COUNCIL bosses want extra powers to stem Glasgow's boom in betting shops and payday loan stores.

As the Evening Times revealed yesterday the number of bookies in the city has jumped 20% since Westminster liberalised gambling laws seven years ago.

City leaders reckon this is because bookmaking giants are targeting poorer neighbourhoods with stores featuring fixed-odds betting terminals (FOBTs) - the so-called "crack cocaine of gambling".

So they want the Scottish Government to expand the powers they have to refuse planning permission for such premises - as well as payday loan and cheque cashing businesses that often spring up close to bookies.

Glasgow treasurer Paul Rooney has led the city's campaign against the twin scourges of puggies and payday loans.

Speaking in his local shopping precinct in Knightswood, where there are three bookies and two payday lenders, he said: "I am very concerned to learn that bookmakers are taking money away from people encouraging them to part with more of their cash.

"Glasgow has got real areas of deprivation.

"Sadly there is a link with that and the number of bookmakers in areas such as Knightswood.

"You ask: Where are the bookmakers? Where are the licensed premises? Where are the payday lenders? And you will find that there is a high concentration of them in the same street.

"This is typical of high streets across Glasgow."

The council has formally ask the Scottish Govern-ment to empower local authorities to limit the spread of both betting shops and payday loan stores through planning.

Mr Rooney believes that such premises should be established as a planning class of their own.

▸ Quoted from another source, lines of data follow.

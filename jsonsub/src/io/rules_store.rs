//! Loading substitution rules from a JSON rules file.
//!
//! A rules file is a single JSON object; each member is one rule. Entries are
//! returned unvalidated so callers can merge other sources before building a
//! [`RuleSet`](crate::core::rules::RuleSet).

use std::path::Path;

use anyhow::{Context, Result};
use serde_json::{Map, Value};

use crate::core::rules::rules_map;
use crate::io::document::read_document;

/// Read the raw (unvalidated) rule entries from `path`.
pub fn read_rules_map(path: &Path) -> Result<Map<String, Value>> {
    let document = read_document(path)?;
    rules_map(document).with_context(|| format!("load rules {}", path.display()))
}
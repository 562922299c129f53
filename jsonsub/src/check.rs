//! `jsonsub check`: validate the configured substitution rules.

use std::path::Path;

use anyhow::Result;
use tracing::info;

use crate::apply::config_dir;
use crate::io::config::load_config;

/// Summary of a successful rules check.
///
/// The CLI prints the number of keys; the keys themselves are kept for
/// library callers.
#[derive(Debug, Clone, PartialEq, Eq)]
pub struct CheckOutcome {
    /// Rule keys in definition order.
    pub keys: Vec<String>,
}

/// Load config and rules, validating every key.
pub fn check_rules(config_path: &Path, rules_path: Option<&Path>) -> Result<CheckOutcome> {
    let cfg = load_config(config_path)?;
    let rules = cfg.rule_set(config_dir(config_path), rules_path)?;
    info!(rules = rules.len(), "substitution rules are valid");
    Ok(CheckOutcome {
        keys: rules.keys().map(str::to_string).collect(),
    })
}
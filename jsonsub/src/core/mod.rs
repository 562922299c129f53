//! Deterministic, pure substitution logic.
//!
//! Core modules must be free of I/O side effects. They operate on in-memory
//! `serde_json::Value` trees and return new values; inputs are never mutated.

pub mod error;
pub mod rules;
pub mod substitute;
pub mod value;
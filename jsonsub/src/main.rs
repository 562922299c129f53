//! Exact-match JSON substitution CLI.
//!
//! Reads substitution rules from `jsonsub.toml` (inline `[substitutions]`
//! and/or a `rules_file`) and applies them to JSON documents.

use std::path::PathBuf;

use anyhow::Result;
use clap::{Parser, Subcommand};
use jsonsub::apply::{ApplyOptions, apply_document};
use jsonsub::check::check_rules;
use jsonsub::exit_codes;
use jsonsub::io::config::{CONFIG_FILE_NAME, init_config};
use jsonsub::logging;

#[derive(Parser)]
#[command(
    name = "jsonsub",
    version,
    about = "Replace exact-match JSON string values with configured values"
)]
struct Cli {
    /// Path to the config file.
    #[arg(long, global = true, default_value = CONFIG_FILE_NAME)]
    config: PathBuf,

    #[command(subcommand)]
    command: Command,
}

#[derive(Subcommand)]
enum Command {
    /// Write a default config file if missing.
    Init {
        /// Overwrite an existing config.
        #[arg(short, long)]
        force: bool,
    },
    /// Validate substitution rules and print how many there are.
    Check {
        /// Rules file to use instead of the config's `rules_file`.
        #[arg(long)]
        rules: Option<PathBuf>,
    },
    /// Substitute a JSON document and print or write the result.
    Apply {
        /// JSON document to substitute.
        input: PathBuf,
        /// Rules file to use instead of the config's `rules_file`.
        #[arg(long)]
        rules: Option<PathBuf>,
        /// Write the result here instead of stdout.
        #[arg(short, long)]
        output: Option<PathBuf>,
        /// Accept results that are not JSON objects.
        #[arg(long)]
        allow_non_object: bool,
        /// Emit compact JSON.
        #[arg(long)]
        compact: bool,
    },
}

fn main() {
    logging::init();
    let cli = match Cli::try_parse() {
        Ok(cli) => cli,
        // `--help` and `--version` print to stdout and exit successfully.
        Err(err) if !err.use_stderr() => err.exit(),
        Err(err) => {
            let _ = err.print();
            std::process::exit(exit_codes::INVALID);
        }
    };
    if let Err(err) = run(cli) {
        eprintln!("{:#}", err);
        std::process::exit(exit_codes::for_error(&err));
    }
}

fn run(cli: Cli) -> Result<()> {
    match cli.command {
        Command::Init { force } => {
            if init_config(&cli.config, force)? {
                println!("wrote {}", cli.config.display());
            } else {
                println!("{} already exists", cli.config.display());
            }
        }
        Command::Check { rules } => {
            let outcome = check_rules(&cli.config, rules.as_deref())?;
            println!("{}", outcome.keys.len());
        }
        Command::Apply {
            input,
            rules,
            output,
            allow_non_object,
            compact,
        } => {
            let outcome = apply_document(&ApplyOptions {
                config_path: cli.config,
                rules_path: rules,
                input,
                output,
                allow_non_object,
                compact,
            })?;
            if let Some(rendered) = outcome.rendered {
                print!("{}", rendered);
            }
        }
    }
    Ok(())
}

#[cfg(test)]
mod tests {
    use super::*;

    #[test]
    fn parse_init_force() {
        let cli = Cli::parse_from(["jsonsub", "init", "--force"]);
        assert!(matches!(cli.command, Command::Init { force: true }));
        assert_eq!(cli.config, PathBuf::from(CONFIG_FILE_NAME));
    }

    #[test]
    fn unknown_flag_is_a_usage_error() {
        let err = Cli::try_parse_from(["jsonsub", "apply", "doc.json", "--bogus"])
            .err()
            .expect("usage error");
        assert!(err.use_stderr());

        let help = Cli::try_parse_from(["jsonsub", "--help"])
            .err()
            .expect("help exits early");
        assert!(!help.use_stderr());
    }

    #[test]
    fn parse_apply_with_overrides() {
        let cli = Cli::parse_from([
            "jsonsub",
            "apply",
            "doc.json",
            "--rules",
            "rules.json",
            "-o",
            "out.json",
            "--compact",
            "--config",
            "cfg/jsonsub.toml",
        ]);
        assert_eq!(cli.config, PathBuf::from("cfg/jsonsub.toml"));
        match cli.command {
            Command::Apply {
                input,
                rules,
                output,
                allow_non_object,
                compact,
            } => {
                assert_eq!(input, PathBuf::from("doc.json"));
                assert_eq!(rules, Some(PathBuf::from("rules.json")));
                assert_eq!(output, Some(PathBuf::from("out.json")));
                assert!(!allow_non_object);
                assert!(compact);
            }
            _ => panic!("expected apply"),
        }
    }
}
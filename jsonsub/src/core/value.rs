use serde_json::Value;

/// Lowercase variant name used in error messages.
pub fn kind_name(value: &Value) -> &'static str {
    match value {
        Value::Null => "null",
        Value::Bool(_) => "boolean",
        Value::Number(_) => "number",
        Value::String(_) => "string",
        Value::Array(_) => "array",
        Value::Object(_) => "object",
    }
}
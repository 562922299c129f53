//! Reading and writing JSON documents.

use std::fs;
use std::path::Path;

use anyhow::{Context, Result};
use serde_json::Value;
use tracing::debug;

use crate::io::config::write_atomic;

/// Read and parse a JSON document. Member order is preserved.
pub fn read_document(path: &Path) -> Result<Value> {
    let contents = fs::read_to_string(path).with_context(|| format!("read {}", path.display()))?;
    let value: Value =
        serde_json::from_str(&contents).with_context(|| format!("parse {}", path.display()))?;
    debug!(path = %path.display(), bytes = contents.len(), "read document");
    Ok(value)
}

/// Serialize `value` to JSON text with a trailing newline.
pub fn render_document(value: &Value, pretty: bool) -> Result<String> {
    let mut payload = if pretty {
        serde_json::to_string_pretty(value)
    } else {
        serde_json::to_string(value)
    }
    .context("serialize json")?;
    payload.push('\n');
    Ok(payload)
}

/// Render `value` and atomically replace `path` with it.
pub fn write_document(path: &Path, value: &Value, pretty: bool) -> Result<()> {
    let payload = render_document(value, pretty)?;
    write_atomic(path, &payload)
}

#[cfg(test)]
mod tests {
    use super::*;
    use serde_json::json;

    #[test]
    fn render_pretty_and_compact_end_with_newline() {
        let value = json!({"b": 1, "a": [true, null]});
        let pretty = render_document(&value, true).expect("pretty");
        assert_eq!(
            pretty,
            "{\n  \"b\": 1,\n  \"a\": [\n    true,\n    null\n  ]\n}\n"
        );
        let compact = render_document(&value, false).expect("compact");
        assert_eq!(compact, "{\"b\":1,\"a\":[true,null]}\n");
    }

    #[test]
    fn read_preserves_member_order() {
        let temp = tempfile::tempdir().expect("tempdir");
        let path = temp.path().join("doc.json");
        fs::write(&path, r#"{"zeta": 1, "alpha": 2, "mid": 3}"#).expect("write");

        let value = read_document(&path).expect("read");
        let keys: Vec<&str> = value
            .as_object()
            .expect("object")
            .keys()
            .map(String::as_str)
            .collect();
        assert_eq!(keys, vec!["zeta", "alpha", "mid"]);
    }

    #[test]
    fn read_reports_path_on_parse_error() {
        let temp = tempfile::tempdir().expect("tempdir");
        let path = temp.path().join("broken.json");
        fs::write(&path, "{not json").expect("write");

        let err = read_document(&path).expect_err("parse error");
        assert!(format!("{:#}", err).contains("broken.json"));
    }

    #[test]
    fn write_then_read_round_trips() {
        let temp = tempfile::tempdir().expect("tempdir");
        let path = temp.path().join("out").join("doc.json");
        let value = json!({"k": ["v", 2.5]});
        write_document(&path, &value, false).expect("write");
        assert_eq!(read_document(&path).expect("read"), value);
        assert!(!temp.path().join("out").join("doc.json.tmp").exists());
    }
}
//! Errors raised by the substitution core.

use thiserror::Error;

#[derive(Error, Debug, Clone, PartialEq, Eq)]
pub enum SubstitutionError {
    #[error(
        "JSON substitution key found named `{key}`, but each key must match the following regular expression: {pattern}"
    )]
    InvalidKey { key: String, pattern: &'static str },

    #[error("substitution rules must be a JSON object, found {found}")]
    RulesNotObject { found: &'static str },

    #[error("expected substituted document to be an object, found {found}")]
    ExpectedObject { found: &'static str },
}
//! Test-only helpers for building rule sets and fixture files.

use std::fs;
use std::path::{Path, PathBuf};

use serde_json::Value;

use crate::core::rules::RuleSet;

/// Build a rule set from a JSON object literal, panicking on invalid rules.
pub fn rule_set(rules: Value) -> RuleSet {
    RuleSet::from_value(&rules).expect("valid rules")
}

/// Write `value` as JSON to `dir/name` and return the path.
pub fn write_json(dir: &Path, name: &str, value: &Value) -> PathBuf {
    let path = dir.join(name);
    let payload = serde_json::to_string_pretty(value).expect("serialize fixture");
    fs::write(&path, payload).expect("write fixture");
    path
}

/// Temporary directory holding a `jsonsub.toml` with the given contents.
pub struct TestWorkspace {
    dir: tempfile::TempDir,
}

impl TestWorkspace {
    pub fn new(config: &str) -> Self {
        let dir = tempfile::tempdir().expect("tempdir");
        fs::write(dir.path().join("jsonsub.toml"), config).expect("write config");
        Self { dir }
    }

    pub fn root(&self) -> &Path {
        self.dir.path()
    }

    pub fn write_json(&self, name: &str, value: &Value) -> PathBuf {
        write_json(self.root(), name, value)
    }
}
//! Validated, immutable substitution rules.
//!
//! A rule maps a key to a replacement value. Keys must match [`KEY_PATTERN`]
//! (a letter or underscore followed by at least one letter, digit, underscore
//! or hyphen). Validation happens once, at construction.

use std::sync::LazyLock;

use regex::Regex;
use serde_json::{Map, Value};

use crate::core::error::SubstitutionError;
use crate::core::value::kind_name;

/// Pattern every substitution key must match.
pub const KEY_PATTERN: &str = r"^[A-Za-z_][A-Za-z_0-9-]+$";

static KEY_RE: LazyLock<Regex> = LazyLock::new(|| Regex::new(KEY_PATTERN).unwrap());

/// Check a single key against [`KEY_PATTERN`].
pub fn validate_key(key: &str) -> Result<(), SubstitutionError> {
    if KEY_RE.is_match(key) {
        return Ok(());
    }
    Err(SubstitutionError::InvalidKey {
        key: key.to_string(),
        pattern: KEY_PATTERN,
    })
}

/// Unwrap a rules document into its raw, unvalidated entries.
///
/// A rules document must be a JSON object; each member is one rule.
pub fn rules_map(document: Value) -> Result<Map<String, Value>, SubstitutionError> {
    match document {
        Value::Object(members) => Ok(members),
        other => Err(SubstitutionError::RulesNotObject {
            found: kind_name(&other),
        }),
    }
}

/// Exact-match find/replace rules.
///
/// Owns its entries: nothing the caller holds can alias them, so a `RuleSet`
/// never changes after construction.
#[derive(Debug, Clone, Default, PartialEq)]
pub struct RuleSet {
    rules: Map<String, Value>,
}

impl RuleSet {
    /// Build a rule set from owned `(key, replacement)` entries.
    ///
    /// Keys are validated in iteration order; the first invalid key aborts
    /// construction.
    pub fn new<I>(entries: I) -> Result<Self, SubstitutionError>
    where
        I: IntoIterator<Item = (String, Value)>,
    {
        let entries = entries.into_iter();
        let mut rules = Map::with_capacity(entries.size_hint().0);
        for (key, replacement) in entries {
            validate_key(&key)?;
            rules.insert(key, replacement);
        }
        Ok(Self { rules })
    }

    /// Build a rule set from a borrowed map, deep-copying every entry.
    pub fn from_map(rules: &Map<String, Value>) -> Result<Self, SubstitutionError> {
        Self::new(rules.iter().map(|(k, v)| (k.clone(), v.clone())))
    }

    /// Build a rule set from a JSON object whose members are the rules.
    pub fn from_value(value: &Value) -> Result<Self, SubstitutionError> {
        Self::new(rules_map(value.clone())?)
    }

    /// Replacement for `key`, if a rule exists.
    pub fn get(&self, key: &str) -> Option<&Value> {
        self.rules.get(key)
    }

    pub fn contains(&self, key: &str) -> bool {
        self.rules.contains_key(key)
    }

    pub fn len(&self) -> usize {
        self.rules.len()
    }

    pub fn is_empty(&self) -> bool {
        self.rules.is_empty()
    }

    pub fn keys(&self) -> impl Iterator<Item = &str> {
        self.rules.keys().map(String::as_str)
    }
}

impl TryFrom<Map<String, Value>> for RuleSet {
    type Error = SubstitutionError;

    fn try_from(rules: Map<String, Value>) -> Result<Self, Self::Error> {
        Self::new(rules)
    }
}

#[cfg(test)]
mod tests {
    use super::*;
    use serde_json::json;
    use std::collections::HashMap;

    #[test]
    fn accepts_keys_matching_pattern() {
        for key in ["ab", "a-b_2", "_x", "FOO", "__", "a--", "Z9"] {
            assert!(validate_key(key).is_ok(), "expected '{key}' to be valid");
        }
    }

    #[test]
    fn rejects_keys_violating_pattern() {
        for key in ["", "a", "_", "1abc", "-ab", "a b", "a.b", "ab\n", "é-x"] {
            assert!(validate_key(key).is_err(), "expected '{key}' to be invalid");
        }
    }

    #[test]
    fn invalid_key_error_names_key_and_pattern() {
        let err = RuleSet::new([("1abc".to_string(), json!("x"))]).expect_err("invalid");
        assert_eq!(
            err,
            SubstitutionError::InvalidKey {
                key: "1abc".to_string(),
                pattern: KEY_PATTERN,
            }
        );
        let message = err.to_string();
        assert!(message.contains("`1abc`"));
        assert!(message.contains(KEY_PATTERN));
    }

    #[test]
    fn reports_first_invalid_key_in_order() {
        let entries = vec![
            ("good".to_string(), json!(1)),
            ("9bad".to_string(), json!(2)),
            ("x".to_string(), json!(3)),
        ];
        let err = RuleSet::new(entries).expect_err("invalid");
        assert!(matches!(err, SubstitutionError::InvalidKey { ref key, .. } if key == "9bad"));
    }

    #[test]
    fn accepts_any_mapping_type() {
        let mut raw = HashMap::new();
        raw.insert("FOO".to_string(), json!({"bar": "baz"}));
        raw.insert("BAR".to_string(), json!([1, 2]));
        let rules = RuleSet::new(raw).expect("valid");
        assert_eq!(rules.len(), 2);
        assert_eq!(rules.get("FOO"), Some(&json!({"bar": "baz"})));
        assert!(rules.contains("BAR"));
        assert!(!rules.contains("BAZ"));
    }

    #[test]
    fn from_map_is_unaffected_by_later_caller_mutation() {
        let mut raw = Map::new();
        raw.insert("FOO".to_string(), json!({"bar": "baz"}));
        let rules = RuleSet::from_map(&raw).expect("valid");

        raw.insert("FOO".to_string(), json!("changed"));
        raw.insert("NEW".to_string(), json!(1));

        assert_eq!(rules.get("FOO"), Some(&json!({"bar": "baz"})));
        assert!(!rules.contains("NEW"));
    }

    #[test]
    fn from_value_requires_object() {
        let rules = RuleSet::from_value(&json!({"ab": 1, "cd": null})).expect("valid");
        assert_eq!(rules.keys().collect::<Vec<_>>(), vec!["ab", "cd"]);

        let err = RuleSet::from_value(&json!(["ab"])).expect_err("array");
        assert_eq!(err, SubstitutionError::RulesNotObject { found: "array" });
    }

    #[test]
    fn rules_map_unwraps_objects_only() {
        let entries = rules_map(json!({"ab": [1], "1x": 2})).expect("object");
        assert_eq!(entries.len(), 2);

        let err = rules_map(json!("ab")).expect_err("string");
        assert_eq!(err, SubstitutionError::RulesNotObject { found: "string" });
    }

    #[test]
    fn empty_rule_set_is_valid() {
        let rules = RuleSet::new(Vec::<(String, Value)>::new()).expect("valid");
        assert!(rules.is_empty());
        assert_eq!(rules, RuleSet::default());
    }

    #[test]
    fn try_from_map_validates() {
        let mut raw = Map::new();
        raw.insert("a".to_string(), json!(1));
        assert!(RuleSet::try_from(raw).is_err());
    }
}
//! `jsonsub apply`: substitute one document using the configured rules.

use std::path::{Path, PathBuf};

use anyhow::{Context, Result};
use serde_json::Value;
use tracing::info;

use crate::core::substitute::Substitutor;
use crate::io::config::load_config;
use crate::io::document::{read_document, render_document, write_document};

/// Inputs for a single `apply` run.
#[derive(Debug, Clone, PartialEq, Eq)]
pub struct ApplyOptions {
    pub config_path: PathBuf,
    /// Rules file overriding the config's `rules_file`.
    pub rules_path: Option<PathBuf>,
    pub input: PathBuf,
    /// Destination file; `None` means the caller prints `rendered`.
    pub output: Option<PathBuf>,
    /// Skip the config's `require_object` check.
    pub allow_non_object: bool,
    /// Force compact output regardless of the config's `pretty`.
    pub compact: bool,
}

#[derive(Debug, Clone, PartialEq)]
pub struct ApplyOutcome {
    pub value: Value,
    pub replacements: usize,
    /// Rendered document, only set when no output file was requested.
    pub rendered: Option<String>,
}

/// Load config and rules, substitute `opts.input`, and write or render the
/// result.
pub fn apply_document(opts: &ApplyOptions) -> Result<ApplyOutcome> {
    let cfg = load_config(&opts.config_path)?;
    let rules = cfg.rule_set(config_dir(&opts.config_path), opts.rules_path.as_deref())?;
    let document = read_document(&opts.input)?;

    let substituted = Substitutor::new(&rules).run(&document);
    let replacements = substituted.replacements;
    let value = if cfg.require_object && !opts.allow_non_object {
        let members = substituted
            .into_object()
            .with_context(|| format!("substitute {}", opts.input.display()))?;
        Value::Object(members)
    } else {
        substituted.value
    };

    let pretty = cfg.pretty && !opts.compact;
    let rendered = match &opts.output {
        Some(output) => {
            write_document(output, &value, pretty)?;
            info!(
                input = %opts.input.display(),
                output = %output.display(),
                replacements,
                "wrote substituted document"
            );
            None
        }
        None => Some(render_document(&value, pretty)?),
    };

    Ok(ApplyOutcome {
        value,
        replacements,
        rendered,
    })
}

/// Directory a config's relative paths resolve against.
pub(crate) fn config_dir(config_path: &Path) -> &Path {
    config_path
        .parent()
        .filter(|dir| !dir.as_os_str().is_empty())
        .unwrap_or(Path::new("."))
}
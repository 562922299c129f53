//! Diagnostic tracing for jsonsub.
//!
//! # Output streams
//!
//! - **Tracing (this module)**: diagnostics controlled by `RUST_LOG`, written
//!   to stderr. Rule assembly and substitution passes log at `debug`; written
//!   output files log at `info`.
//!
//! - **Command output (`apply`, `check`, `init`)**: substituted documents and
//!   rule counts on stdout. Always printed, unaffected by `RUST_LOG`, so
//!   `jsonsub apply doc.json > out.json` stays valid JSON at any log level.

use tracing_subscriber::{EnvFilter, fmt, layer::SubscriberExt, util::SubscriberInitExt};

/// Initialize the tracing subscriber.
///
/// Reads `RUST_LOG` env var. Defaults to `warn` if unset.
///
/// # Example
/// ```bash
/// RUST_LOG=jsonsub=debug jsonsub apply doc.json
/// ```
pub fn init() {
    let filter = EnvFilter::try_from_default_env().unwrap_or_else(|_| EnvFilter::new("warn"));

    tracing_subscriber::registry()
        .with(filter)
        .with(fmt::layer().with_writer(std::io::stderr).compact())
        .init();
}
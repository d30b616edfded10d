use crate::cli::{actions::Action, commands, dispatch, telemetry};
use anyhow::Result;

/// Map verbosity count to tracing level
const fn get_verbosity_level(verbosity: u8) -> tracing::Level {
    match verbosity {
        0 => tracing::Level::ERROR,
        1 => tracing::Level::WARN,
        2 => tracing::Level::INFO,
        3 => tracing::Level::DEBUG,
        _ => tracing::Level::TRACE,
    }
}

/// Start the CLI
///
/// # Errors
///
/// Returns an error if telemetry initialization or action dispatch fails
pub fn start() -> Result<Action> {
    let matches = commands::new().get_matches();

    let verbosity_level = get_verbosity_level(
        matches
            .get_one::<u8>(commands::ARG_VERBOSITY)
            .copied()
            .unwrap_or(0),
    );

    telemetry::init(verbosity_level)?;

    let action = dispatch::handler(&matches)?;

    Ok(action)
}
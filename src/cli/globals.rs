use anyhow::{anyhow, Result};
use tracing::debug;
use url::Url;

pub const DEFAULT_API_HOST: &str = "localhost";
pub const DEFAULT_API_PORT: &str = "4000";
pub const DEFAULT_LOGIN_PATH: &str = "/api/login";
pub const DEFAULT_PING_PATH: &str = "/api/refresh_session";

/// Where the API lives, fixed for the lifetime of the process
#[derive(Debug, Clone, PartialEq, Eq)]
pub struct GlobalArgs {
    pub api_host: String,
    pub api_port: String,
    pub login_path: String,
    pub ping_path: String,
}

impl Default for GlobalArgs {
    fn default() -> Self {
        Self {
            api_host: DEFAULT_API_HOST.to_string(),
            api_port: DEFAULT_API_PORT.to_string(),
            login_path: DEFAULT_LOGIN_PATH.to_string(),
            ping_path: DEFAULT_PING_PATH.to_string(),
        }
    }
}

impl GlobalArgs {
    #[must_use]
    pub fn new(api_host: String, api_port: String) -> Self {
        Self {
            api_host,
            api_port,
            ..Self::default()
        }
    }

    #[must_use]
    pub fn with_paths(mut self, login_path: String, ping_path: String) -> Self {
        self.login_path = login_path;
        self.ping_path = ping_path;
        self
    }

    /// # Errors
    /// Returns an error if host, port and login path do not form a valid URL
    pub fn login_url(&self) -> Result<Url> {
        self.endpoint_url(&self.login_path)
    }

    /// # Errors
    /// Returns an error if host, port and ping path do not form a valid URL
    pub fn ping_url(&self) -> Result<Url> {
        self.endpoint_url(&self.ping_path)
    }

    fn endpoint_url(&self, path: &str) -> Result<Url> {
        let path = path.trim_start_matches('/');

        let endpoint_url = format!("http://{}:{}/{path}", self.api_host, self.api_port);

        let url = Url::parse(&endpoint_url)
            .map_err(|e| anyhow!("Error parsing URL {endpoint_url}: {e}"))?;

        if url.host_str().map_or(true, str::is_empty) {
            return Err(anyhow!("Error parsing URL {endpoint_url}: no host specified"));
        }

        debug!("endpoint URL: {}", url);

        Ok(url)
    }
}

Right now, a cheque cashing business, for example, would be in the same class of business as a bank or currency exchange.

That means councillors can't refuse a change of use.

Likewise, there is no "change of use" that can be refused when, say, the premises of a recruitment firm becomes a bookies.

A council spokesman said: "Currently, these are designated as Class 2 - the same as financial and professional services.

"This means banks; dental surgeries; doctors; estate agents; solicitors; accountants, and many other premises can be converted to bookies without having to seek consent for a change of use."

Labour's UK leader, Ed Miliband, last week called on English councils to get extra powers to deal with the rise in bookies as he effectively admitted his party's liberalisation of gambling had been a mistake.

Mr Miliband said his party had "learned from the experience" after its reforms saw the numbers of machines mushroom.

The number of bookies in Glasgow, for example, has risen from 210 in 2006 to 250 now in what became a puggy gold rush.

THE city is thought to have more puggies - spread across its poorest neighbour-hoods - than would have been concentrated in a much-mooted but abandoned bid for a supercasino.

Glasgow - as we revealed yesterday - gambles more than £800m a year, about £1400 per citizen, more than anywhere else in Scotland.

That figure includes money won in play but suggests the city has a bigger problem with puggies than elsewhere.

SNP politicians share Mr Rooney's concerns about FOBTs and Glasgow MSP John Mason has been campaigning for councils to get greater powers.

Justice Secretary Kenny MacAskill is understood to have raised the matter with his UK counterparts two years ago calling for a review of gaming.

Mr Rooney believes the Scottish Government can act on planning.

But local government minister Derek Mackay, a former leader of Renfrew-shire Council, has told the city treasurer he does not believe reclass-ifying betting shops and payday lenders into a planning category of their own would make a real impact.

In a letter this autumn he said: "In view of the uncertainty over whether planning considerations could be a basis for robust controls over betting shops, the Scottish Government does not intend to pursue a change in the use classes order at the present time."

Glasgow, meantime, is also joining calls for the UK Government to review and reform gambling legislation, including the maximum stakes on puggies, which currently can take £100 a spin, or every 20 seconds.

The council will also carry out a major in-vestigation into betting shops and slot and casino machines - and their relationship with payday lenders - to see what else they can do.

The Association of British Bookmakers, meanwhile, is running a campaign to save local bookies and the jobs of 40,000 people they employ across the UK.

A SPOKESMAN said: "Every single betting shop in Glasgow is licensed to be open by the city council, and no betting shop anywhere in the country can open without a licence from their local council.

"Just as is the case with any other retailer, a betting shop will open in response to and meet customer demand.

"Gaming machines themselves have been in shops for 12 years, so are not new products, but they are popular with our eight million customers."